Частое употребление множественного числа в предыдущих абзацах может ввести в заблуждение. Идеальный универсум, в который нас приглашает Плотин, не так тяготеет к изменчивости, как к исполненности, в нем все тщательно отобрано, нет никаких повторов и плеоназмов. Это недвижное и страшное собрание платоновских архетипов. Не знаю, видели ли этот мир когда-нибудь глаза простого смертного я не говорю о мистических откровениях и кошмарах, или это был плод воображения изобретшего его грека, но есть в нем что-то от музея: что-то застывшее, монструозное, разложенное по полочкам. Это, впрочем, личное впечатление, которым читатель может пренебречь, но из-за этого не стоит пренебрегать основными сведениями о платоновских архетипах или первозданных причинах и идеях, которые населяют и составляют вечность.
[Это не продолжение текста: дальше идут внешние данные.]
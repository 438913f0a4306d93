//! Configuration loader with multi-source merging

use super::settings::ServerConfig;
use figment::{
    Figment,
    providers::{Env, Format, Serialized, Toml},
};
use std::path::PathBuf;
use thiserror::Error;

#[derive(Error, Debug)]
pub enum ConfigError {
    #[error("Invalid configuration: {0}")]
    Invalid(#[from] Box<figment::Error>),

    #[error("Invalid PORT value: {0}")]
    InvalidPort(String),
}

/// Configuration loader that handles file discovery and merging
pub struct ConfigLoader;

impl ConfigLoader {
    /// Load configuration from all sources with proper priority
    ///
    /// Priority (highest to lowest):
    /// 1. Bare `PORT` environment variable (the original process surface)
    /// 2. `REELMATCH_*` environment variables (`__` separates nesting,
    ///    e.g. `REELMATCH_TMDB__API_KEY`)
    /// 3. Explicit config path (if provided), else `./reelmatch.toml`
    /// 4. Default values
    pub fn load(config_path: Option<&PathBuf>) -> Result<ServerConfig, ConfigError> {
        let mut figment = Figment::new().merge(Serialized::defaults(ServerConfig::default()));

        match config_path {
            Some(path) => {
                figment = figment.merge(Toml::file(path));
            }
            None => {
                let path = PathBuf::from("reelmatch.toml");
                if path.exists() {
                    figment = figment.merge(Toml::file(&path));
                }
            }
        }

        figment = figment.merge(Env::prefixed("REELMATCH_").split("__"));

        let mut config: ServerConfig = figment.extract().map_err(Box::new)?;

        if let Ok(port) = std::env::var("PORT") {
            config.port = port
                .parse()
                .map_err(|_| ConfigError::InvalidPort(port.clone()))?;
        }

        Ok(config)
    }

    /// Load only default configuration
    pub fn load_defaults() -> ServerConfig {
        ServerConfig::default()
    }
}

#[cfg(test)]
mod tests {
    use super::*;
    use std::io::Write;

    #[test]
    fn test_load_defaults() {
        let config = ConfigLoader::load_defaults();
        assert_eq!(config.port, 3001);
        assert!(config.tmdb.api_key.is_empty());
    }

    #[test]
    fn test_load_explicit_file() {
        let mut file = tempfile::NamedTempFile::with_suffix(".toml").unwrap();
        writeln!(file, "host = \"127.0.0.1\"\nport = 4500\n\n[tmdb]\napi_key = \"k\"").unwrap();

        let config = ConfigLoader::load(Some(&file.path().to_path_buf())).unwrap();
        assert_eq!(config.host, "127.0.0.1");
        assert_eq!(config.port, 4500);
        assert_eq!(config.tmdb.api_key, "k");
        // Unset fields keep their defaults
        assert_eq!(config.tmdb.base_url, "https://api.themoviedb.org/3");
    }

    #[test]
    fn test_missing_explicit_file_keeps_defaults() {
        let config = ConfigLoader::load(Some(&PathBuf::from("/nonexistent/reelmatch.toml")));
        // figment treats a missing file as an empty source
        assert_eq!(config.unwrap().port, 3001);
    }
}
Здесь не место детальному обсуждению платоновской системы, сделаю только несколько замечаний предварительного порядка. Для нас последняя реальность вещей заключается в том, что они суть материя, вращающиеся электроны, пробегающие целые галактики вокруг атомов. Для тех, кто мыслит как платоник, это вид, форма. В третьей книге «Эннеад» мы читаем, что материя нереальна, что она чистая и полая пассивность, принимающая любые универсальные формы, как их принимает зеркало, формы будоражат материю, не меняя ее сущности. Ее наполненность это именно наполненность зеркала, прикидывающегося наполненным, но на самом деле оно пусто, это призрак, который не исчезает, потому что ему недостает сил даже на то, чтобы перестать быть. Главное же формы. О них, вторя Плотину, но много позже, Малон де Чайде говорит следующее: «Чтобы постичь действия Бога, вообразите, что у вас есть восьмигранная золотая печать, на одной стороне которой вычеканен лев, на другой лошадь, на третьей орел, и так подряд. И вот вы на одном куске воска отпечатываете льва, на другом орла, на третьем лошадь конечно, все, что есть на воске, есть и на золоте, и нельзя отпечатать того, чего не было вычеканено на печати. С одним различием: то, что есть на воске, всего лишь воск и ничего не стоит, а то, что на золоте, есть золото и стоит дорого. В тварном мире добродетели конечны и ничего не стоят. В Боге они золотые, потому что они суть сам Бог». Отсюда можно заключить, что материя это ничто.